If the father is the abuser, and if he was convicted for the crime and is currently incarcerated, the need continues for the mother to provide ongoing support to the child. Several issues are relevant to that scenario. The relationship between mother and child is critical to the child's recovery. If a strong emotional attachment was present between mother and father, the mother may continue that relationship through phone calls, letters, and visits while the father is incarcerated. The child victim may interpret this as betrayal and disloyalty. If older, the child will know how long the abuser will be incarcerated and will suspect that he will be returning to the home. She will be afraid and unable to progress in her recovery until she feels safe and protected from further abuse.

It is important that mothers understand that, without an offender receive professional sex offender treatment, the likelihood of continued abuse is high. Even with treatment, many precautions must be in place, including rules for contact, accountability, and even lie detector tests. Long-term recidivism (return to criminal behavior) studies are rare. However, one 25-year study (Langevin, Curnoe, Federoff, Bennett, Langevin, Peever, Pettica, & Sandhu, 2004) showed very high recidivism rates for sex offenders, with three of five offenders reoffending, using convictions or court appearances as critieria. The number was higher (four of five) when other offenses and undetected sex crimes were used as criteria. Sex offender treatment completion does not predict low recidivism rates. 

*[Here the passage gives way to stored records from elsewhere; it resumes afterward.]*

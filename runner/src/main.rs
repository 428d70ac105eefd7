use clap::{Args, Parser, Subcommand};
use hpo_runner::{
    config::{Config, ConfigErrors},
    executors::{batch::BatchJobExecutor, local::LocalJobExecutor, ExecutorError, JobExecutor},
    job::Job,
    script::{JobScript, Mode, ResourceOptions, ScriptError, ScriptSpec},
    status::Status,
    status_file::{StatusFile, StatusFileError},
    tasks::{ArrayLayout, LayoutError},
};
use std::{
    env, io,
    path::{Path, PathBuf},
    process::ExitCode,
};
use thiserror::Error;
use tracing::{debug, error, info};
use tracing_subscriber::EnvFilter;

/// exit code for failures before or around the job, never produced by the job itself
const INFRASTRUCTURE_FAILURE: u8 = 125;

#[derive(Error, Debug)]
enum RunError {
    #[error(transparent)]
    Config(#[from] ConfigErrors),
    #[error(transparent)]
    Executor(#[from] ExecutorError),
    #[error(transparent)]
    Script(#[from] ScriptError),
    #[error(transparent)]
    StatusFile(#[from] StatusFileError),
    #[error("Invalid array layout: {0}")]
    Layout(#[from] LayoutError),
    #[error("{0} mode requires --n-tasks")]
    MissingTasks(Mode),
    #[error("Failed to resolve path: {0}")]
    Io(#[from] io::Error),
}

#[derive(Parser, Debug)]
#[command(name = "hpo-runner", version, about = "Run a command as a local or batch job")]
struct Cli {
    /// Runner config (yaml), built-in defaults are used without one
    #[arg(long, short)]
    config: Option<PathBuf>,

    /// Increase log verbosity, RUST_LOG takes precedence
    #[arg(long, short, action = clap::ArgAction::Count)]
    verbose: u8,

    #[command(subcommand)]
    mode: ModeCommand,
}

#[derive(Subcommand, Debug)]
enum ModeCommand {
    /// Single process job
    Cpu(JobArgs),
    /// Single process job with one GPU
    Gpu(JobArgs),
    /// Array job over --n-tasks tasks
    CpuArray(JobArgs),
    /// Array job with one GPU per worker
    GpuArray(JobArgs),
    /// MPI job, launched through the mpi launcher
    Mpi(JobArgs),
    /// Distributed training job, launched through the train launcher
    Train(JobArgs),
}

impl ModeCommand {
    fn split(self) -> (Mode, JobArgs) {
        match self {
            Self::Cpu(args) => (Mode::Cpu, args),
            Self::Gpu(args) => (Mode::Gpu, args),
            Self::CpuArray(args) => (Mode::CpuArray, args),
            Self::GpuArray(args) => (Mode::GpuArray, args),
            Self::Mpi(args) => (Mode::Mpi, args),
            Self::Train(args) => (Mode::Train, args),
        }
    }
}

#[derive(Args, Debug)]
struct JobArgs {
    /// Walltime requested from the scheduler, e.g. 12:00:00
    #[arg(long)]
    walltime: Option<String>,

    #[arg(long, default_value_t = 1)]
    n_procs: usize,

    #[arg(long, default_value_t = 1)]
    n_nodes: usize,

    /// Number of array tasks, required for array modes
    #[arg(long)]
    n_tasks: Option<usize>,

    /// Consecutive tasks handled by one worker
    #[arg(long, default_value_t = 1)]
    n_tasks_per_proc: usize,

    /// Workers started by one scheduler slot
    #[arg(long, default_value_t = 1)]
    n_procs_per_job: usize,

    /// Directory for scripts and logs, overrides executor.work_dir
    #[arg(long)]
    work_dir: Option<PathBuf>,

    /// Log file of the job, array workers log to LOG.<task>
    log: PathBuf,

    /// Command to run
    #[arg(last = true, required = true)]
    command: Vec<String>,
}

fn init_logging(verbose: u8) {
    let level = match verbose {
        0 => "warn",
        1 => "info",
        2 => "debug",
        _ => "trace",
    };

    tracing_subscriber::fmt()
        .with_env_filter(EnvFilter::try_from_default_env().unwrap_or_else(|_| EnvFilter::new(level)))
        .with_writer(io::stderr)
        .init();
}

fn load_config(path: Option<&Path>) -> Result<Config, ConfigErrors> {
    let mut config = match path {
        Some(path) => Config::load(path)?,
        None => Config::default(),
    };

    if config.preflight_checks() {
        return Err(ConfigErrors::PreflightFailed);
    }

    Ok(config)
}

/// exit code the runner reports for a collected job
fn job_exit_code<T>(job: &Job<T>) -> u8 {
    match (job.status(), job.outcome().and_then(|outcome| outcome.exit_code)) {
        (Status::Finished, _) => 0,
        (_, Some(code)) => u8::try_from(code).ok().filter(|code| *code != 0).unwrap_or(1),
        (_, None) => 1,
    }
}

fn run(cli: Cli) -> Result<u8, RunError> {
    let mut config = load_config(cli.config.as_deref())?;
    let (mode, args) = cli.mode.split();

    if let Some(work_dir) = args.work_dir {
        config.executor.work_dir = work_dir;
    }

    let layout = match (mode.is_array(), args.n_tasks) {
        (true, Some(n_tasks)) => Some(ArrayLayout::new(
            n_tasks,
            args.n_tasks_per_proc,
            args.n_procs_per_job,
        )?),
        (true, None) => return Err(RunError::MissingTasks(mode)),
        (false, _) => None,
    };

    let options = ResourceOptions {
        walltime: args
            .walltime
            .unwrap_or_else(|| config.batch.walltime.clone()),
        n_procs: args.n_procs,
        n_nodes: args.n_nodes,
        layout,
    };

    let log = if args.log.is_absolute() {
        args.log
    } else {
        env::current_dir()?.join(args.log)
    };

    info!(mode = %mode, executor = %config.executor.name, log = ?log, "Running job");

    match config.executor.name.as_str() {
        "batch" => run_batch(&config, mode, args.command, &log, options),
        _ => run_local(&config, mode, args.command, &log, options),
    }
}

fn run_batch(
    config: &Config,
    mode: Mode,
    command: Vec<String>,
    log: &Path,
    options: ResourceOptions,
) -> Result<u8, RunError> {
    let mut executor = BatchJobExecutor::load(config)?;

    let job = match options.layout {
        Some(layout) => executor.submit_array(mode, command, log, layout, options, ())?,
        None => executor.submit_command(mode, command, log, options, ())?,
    };
    info!(job_id = ?job.job_id(), "Waiting for batch job");

    let jobs = executor.wait_all()?;

    Ok(jobs.iter().map(job_exit_code).find(|code| *code != 0).unwrap_or(0))
}

/// run the generated script on this machine, one local job per array slot
fn run_local(
    config: &Config,
    mode: Mode,
    command: Vec<String>,
    log: &Path,
    options: ResourceOptions,
) -> Result<u8, RunError> {
    let name = log
        .file_stem()
        .map(|stem| stem.to_string_lossy().into_owned())
        .unwrap_or_else(|| config.executor.name_prefix.clone());

    let spec = ScriptSpec::build(
        mode,
        command,
        log,
        &name,
        &options,
        &config.batch,
        config.executor.prologue.clone(),
    )?;
    let script = log.with_extension("sh");
    JobScript::write(&spec, &script)?;

    let slots: Vec<Option<usize>> = match spec.layout {
        Some(layout) => layout.slot_starts().map(Some).collect(),
        None => vec![None],
    };

    let mut executor = LocalJobExecutor::new(
        &script,
        config.executor.n_max_jobs.unwrap_or(slots.len()),
        &config.executor.work_dir,
    )?
    .with_name_prefix(&name)
    .with_poll_interval(config.executor.poll_interval())
    .with_timeout(config.executor.timeout())
    .with_env(config.executor.env.clone());

    for slot in slots {
        let status_file = match slot {
            Some(slot) => StatusFile::for_slot(log, slot),
            None => StatusFile::for_log(log),
        };
        status_file.clear()?;

        let args: Vec<String> = slot.iter().map(usize::to_string).collect();
        executor.submit(&args, status_file)?;
    }

    let mut exit_code = 0;

    for job in executor.wait_all()? {
        // the script's own record wins, it survives a killed wrapper shell
        let code = match job.tag().poll()? {
            Some(code) => u8::try_from(code).unwrap_or(1),
            None => job_exit_code(&job),
        };
        debug!(job = %job.name(), code = code, "Local job done");

        if exit_code == 0 {
            exit_code = code;
        }
    }

    Ok(exit_code)
}

fn main() -> ExitCode {
    let cli = Cli::parse();
    init_logging(cli.verbose);

    match run(cli) {
        Ok(code) => ExitCode::from(code),
        Err(error) => {
            error!(error = ?error, "Runner failed");
            eprintln!("hpo-runner: {error}");
            ExitCode::from(INFRASTRUCTURE_FAILURE)
        }
    }
}
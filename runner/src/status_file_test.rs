use crate::{
    job::JobError,
    status_file::{exit_code_result, StatusFile, StatusFileError},
};
use std::{fs, path::Path, thread, time::Duration};

#[test]
pub fn paths_follow_the_log() {
    assert_eq!(
        StatusFile::for_log(Path::new("/tmp/run/trial.log")).path(),
        Path::new("/tmp/run/trial.status")
    );
    assert_eq!(
        StatusFile::for_slot(Path::new("/tmp/run/trial.log"), 5).path(),
        Path::new("/tmp/run/trial.5.status")
    );
}

#[test]
pub fn absent_file_is_not_complete() {
    let dir = tempfile::tempdir().unwrap();
    let status = StatusFile::for_log(&dir.path().join("job.log"));

    assert_eq!(status.poll().unwrap(), None);
}

#[test]
pub fn poll_consumes_the_file() {
    let dir = tempfile::tempdir().unwrap();
    let status = StatusFile::for_log(&dir.path().join("job.log"));
    fs::write(status.path(), "3\n").unwrap();

    assert_eq!(status.peek().unwrap(), Some(3));
    assert_eq!(status.poll().unwrap(), Some(3));
    assert!(!status.exists());
    assert_eq!(status.poll().unwrap(), None);
}

#[test]
pub fn malformed_content_fails() {
    let dir = tempfile::tempdir().unwrap();
    let status = StatusFile::for_log(&dir.path().join("job.log"));
    fs::write(status.path(), "done").unwrap();

    assert!(matches!(
        status.poll(),
        Err(StatusFileError::Malformed { content, .. }) if content == "done"
    ));
}

#[test]
pub fn wait_returns_once_written() {
    let dir = tempfile::tempdir().unwrap();
    let status = StatusFile::for_log(&dir.path().join("job.log"));
    let path = status.path().to_path_buf();

    let writer = thread::spawn(move || {
        thread::sleep(Duration::from_millis(50));
        fs::write(path, "0").unwrap();
    });

    assert_eq!(status.wait(Duration::from_millis(10)).unwrap(), 0);
    writer.join().unwrap();
}

#[test]
pub fn non_zero_code_is_a_job_failure() {
    assert_eq!(exit_code_result("job", 0, String::new()), Ok(()));
    assert_eq!(
        exit_code_result("job", 2, "boom".to_owned()),
        Err(JobError::Failed {
            name: "job".to_owned(),
            exit_code: Some(2),
            output: "boom".to_owned()
        })
    );
}
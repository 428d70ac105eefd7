pub mod config;
pub mod executors;
pub mod job;
pub mod script;
pub mod search;
pub mod status;
pub mod status_file;
pub mod tasks;
pub mod template;

#[cfg(test)]
mod config_test;
#[cfg(test)]
mod status_file_test;
#[cfg(test)]
mod template_test;
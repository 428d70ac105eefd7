use crate::template::{render, shell_quote, Placeholder, Template, TemplateError, Values};

fn values(pairs: &[(Placeholder, &str)]) -> Values {
    pairs
        .iter()
        .map(|(placeholder, value)| (*placeholder, value.to_string()))
        .collect()
}

#[test]
pub fn renders_job_arguments() {
    let values = values(&[
        (Placeholder::JobName, "trial-00003"),
        (Placeholder::JobWorkDir, "/scratch/run"),
    ]);

    assert_eq!(
        render("--out={job.work_dir}/{job.name}.json", &values).unwrap(),
        "--out=/scratch/run/trial-00003.json"
    );
    assert_eq!(render("--lr=0.01", &values).unwrap(), "--lr=0.01");
}

#[test]
pub fn escaped_braces_are_literal() {
    let values = values(&[(Placeholder::IndexVar, "SGE_TASK_ID")]);

    assert_eq!(
        render("slot=${{{index_var}:-1}}", &values).unwrap(),
        "slot=${SGE_TASK_ID:-1}"
    );
}

#[test]
pub fn unknown_placeholder_is_rejected() {
    assert!(matches!(
        Template::parse("--x={job.cwd}"),
        Err(TemplateError::UnknownPlaceholder(name, _)) if name == "job.cwd"
    ));
    assert!(matches!(
        Template::parse("--x={job.name"),
        Err(TemplateError::Unterminated(_))
    ));
    assert!(matches!(
        Template::parse("x}"),
        Err(TemplateError::UnmatchedBrace(_))
    ));
}

#[test]
pub fn missing_value_is_reported() {
    let template = Template::parse("-l h_rt={walltime}").unwrap();

    assert_eq!(
        template.render(&Values::new()),
        Err(TemplateError::MissingValue(Placeholder::Walltime))
    );
    assert_eq!(
        template.placeholders().collect::<Vec<_>>(),
        vec![Placeholder::Walltime]
    );
}

#[test]
pub fn shell_quoting() {
    assert_eq!(shell_quote("--lr=0.1"), "--lr=0.1");
    assert_eq!(shell_quote("a b"), "'a b'");
    assert_eq!(shell_quote(""), "''");
    assert_eq!(shell_quote("it's"), r#"'it'"'"'s'"#);
    assert_eq!(shell_quote("$HOME"), "'$HOME'");
}
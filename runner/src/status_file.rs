//! Exit code hand-over between a runner script and the submitting process.
//!
//! The script's exit trap writes the numeric exit status into a file next to the log once the
//! job is done. The file is written through a temporary name and renamed, readers either see
//! nothing or the full code.

use crate::job::JobError;
use std::{
    fs, io,
    path::{Path, PathBuf},
    thread,
    time::Duration,
};
use thiserror::Error;
use tracing::{debug, trace};

#[derive(Error, Debug)]
pub enum StatusFileError {
    #[error("Failed to access status file {0:?}: {1}")]
    Io(PathBuf, #[source] io::Error),
    #[error("Status file {path:?} does not contain an exit code: {content:?}")]
    Malformed { path: PathBuf, content: String },
}

#[derive(Debug, Clone, PartialEq, Eq)]
pub struct StatusFile {
    path: PathBuf,
}

/// `dir/name.log` -> `dir/name`
fn stem(log: &Path) -> PathBuf {
    log.with_extension("")
}

impl StatusFile {
    pub fn new(path: PathBuf) -> Self {
        Self { path }
    }

    /// status file of a single job logging to `log`
    pub fn for_log(log: &Path) -> Self {
        let mut path = stem(log).into_os_string();
        path.push(".status");

        Self::new(PathBuf::from(path))
    }

    /// status file of the array slot starting at task `slot`
    pub fn for_slot(log: &Path, slot: usize) -> Self {
        let mut path = stem(log).into_os_string();
        path.push(format!(".{slot}.status"));

        Self::new(PathBuf::from(path))
    }

    pub fn path(&self) -> &Path {
        &self.path
    }

    pub fn exists(&self) -> bool {
        self.path.is_file()
    }

    /// read the exit code without consuming the file
    pub fn peek(&self) -> Result<Option<i32>, StatusFileError> {
        let content = match fs::read_to_string(&self.path) {
            Ok(content) => content,
            Err(error) if error.kind() == io::ErrorKind::NotFound => return Ok(None),
            Err(error) => return Err(StatusFileError::Io(self.path.clone(), error)),
        };

        content
            .trim()
            .parse::<i32>()
            .map(Some)
            .map_err(|_| StatusFileError::Malformed {
                path: self.path.clone(),
                content,
            })
    }

    /// read and delete the status file, `None` means the job has not completed yet
    pub fn poll(&self) -> Result<Option<i32>, StatusFileError> {
        let code = self.peek()?;

        if code.is_some() {
            fs::remove_file(&self.path)
                .map_err(|error| StatusFileError::Io(self.path.clone(), error))?;
            debug!(path = ?self.path, code = ?code, "Consumed status file");
        }

        Ok(code)
    }

    /// block until the status file shows up
    pub fn wait(&self, interval: Duration) -> Result<i32, StatusFileError> {
        loop {
            if let Some(code) = self.poll()? {
                return Ok(code);
            }

            trace!(path = ?self.path, "Waiting for status file");
            thread::sleep(interval);
        }
    }

    /// remove a stale file from an earlier run
    pub fn clear(&self) -> Result<(), StatusFileError> {
        match fs::remove_file(&self.path) {
            Ok(()) => Ok(()),
            Err(error) if error.kind() == io::ErrorKind::NotFound => Ok(()),
            Err(error) => Err(StatusFileError::Io(self.path.clone(), error)),
        }
    }
}

/// interpret an exit code read from a status file
pub fn exit_code_result(name: &str, code: i32, output: String) -> Result<(), JobError> {
    if code == 0 {
        Ok(())
    } else {
        Err(JobError::Failed {
            name: name.to_owned(),
            exit_code: Some(code),
            output,
        })
    }
}
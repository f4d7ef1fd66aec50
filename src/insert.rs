//! The insertion-mode interpreter.
//!
//! Every rune typed in insert mode lands here. The interpreter records what
//! it sees so a counted insertion, or a later `.`, can replay the whole
//! typing session rune for rune.

use crate::editor::{Editor, Mode};
use crate::keys::Rune;

pub const LOG_CAP: usize = 512;

/// The replay log for the insertion in progress.
///
/// While `locked`, nothing is appended and the log is not cleared; that is
/// what keeps a replay from re-recording itself.
#[derive(Default, Debug)]
pub struct InsertLog {
	runes: Vec<Rune>,
	locked: bool,
}

impl InsertLog {
	pub fn clear(&mut self) {
		if !self.locked {
			self.runes.clear();
		}
	}

	pub fn push(&mut self, r: Rune) {
		if self.locked {
			return;
		}
		self.runes.push(r);
		if self.runes.len() >= LOG_CAP {
			// overflow: drop the recording and disable replay for this
			// insertion; the lock clears again when Esc ends it
			self.runes.clear();
			self.locked = true;
		}
	}

	pub fn lock(&mut self) {
		self.locked = true;
	}

	pub fn unlock(&mut self) {
		self.locked = false;
	}

	pub fn runes(&self) -> &[Rune] {
		&self.runes
	}
}

impl Editor {
	/// Interpret one rune of insert-mode input.
	pub(crate) fn insert(&mut self, r: Rune) {
		if r != Rune::Esc {
			self.log.push(r);
		}
		match r {
			Rune::Esc => {
				self.log.lock();
				for _ in 1..self.cnti.max(1) {
					let replay = self.log.runes().to_vec();
					for rr in replay {
						self.insert(rr);
					}
				}
				self.log.unlock();
				let cu = self.win.cursor;
				if self.win.buf.prev_rune(cu) != '\n' {
					self.win.cursor = cu - 1;
				}
				self.commit();
				self.mode = Mode::Command;
			}
			Rune::Backspace => {
				let cu = self.win.cursor;
				if cu > 0 {
					self.win.buf.delete(cu - 1, cu);
					self.win.cursor = cu - 1;
				}
			}
			Rune::Char('\n') => {
				let cu = self.win.cursor;
				self.win.buf.insert_rune(cu, '\n');
				let mut at = cu + 1;
				// carry the indentation of the line we just left
				let mut from = self.win.buf.bol(cu);
				while from < cu {
					let ch = self.win.buf.rune_at(from);
					if ch != ' ' && ch != '\t' {
						break;
					}
					self.win.buf.insert_rune(at, ch);
					at += 1;
					from += 1;
				}
				self.win.cursor = at;
			}
			Rune::Char(ch) => {
				let cu = self.win.cursor;
				self.win.buf.insert_rune(cu, ch);
				self.win.cursor = cu + 1;
			}
			// special keys have no insert-mode meaning
			_ => {}
		}
	}
}
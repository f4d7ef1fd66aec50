//! `ved` is the command-language core of a modal, vi-style editor.
//!
//! The host feeds decoded runes to an [`Editor`] one at a time. In command
//! mode a small persistent state machine parses them into vi's four-part
//! command form (register, count, command, motion) and dispatches the result;
//! in insert mode every rune flows to the insertion interpreter until Esc.
//!
//! ### High-level structure:
//! 1. `keys` defines the rune vocabulary the host speaks
//! 2. `cmd` parses rune input against the classification table in `keymap`
//! 3. `motion` and `action` implement the command catalogs over `buffer`
//! 4. `editor` ties the state together and owns repeat/undo memory
//!
//! Everything outside the core (search, external commands, window layout,
//! persistence) is reached through the [`Host`] trait.

pub mod action;
pub mod buffer;
pub mod cmd;
pub mod editor;
pub mod host;
pub mod insert;
pub mod keymap;
pub mod keys;
pub mod motion;
pub mod register;
pub mod window;

#[cfg(test)]
pub mod tests;

pub use buffer::Buffer;
pub use editor::{Editor, Mode};
pub use host::{FocusDir, Host, ScratchHost};
pub use keys::Rune;
pub use window::Window;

If the father or father-figure perpetrator is out of the home, but not convicted or incarcerated, the mother's responsibility is to provide safety. If no legal restraints are in place (e.g., Court-ordered supervised visits, Restraining Orders, No Contact Orders), then it is up to the mother to negotiate with the father the safest visitation schedule. Supervised visitation is optimal. If this is not possible, then agreement regarding minimal parenting time and no overnight visitation is an alternate, although less safe option. Without legal process and court order, the father has parental rights and freedom to access the child. Consultation with your attorney to determine your options.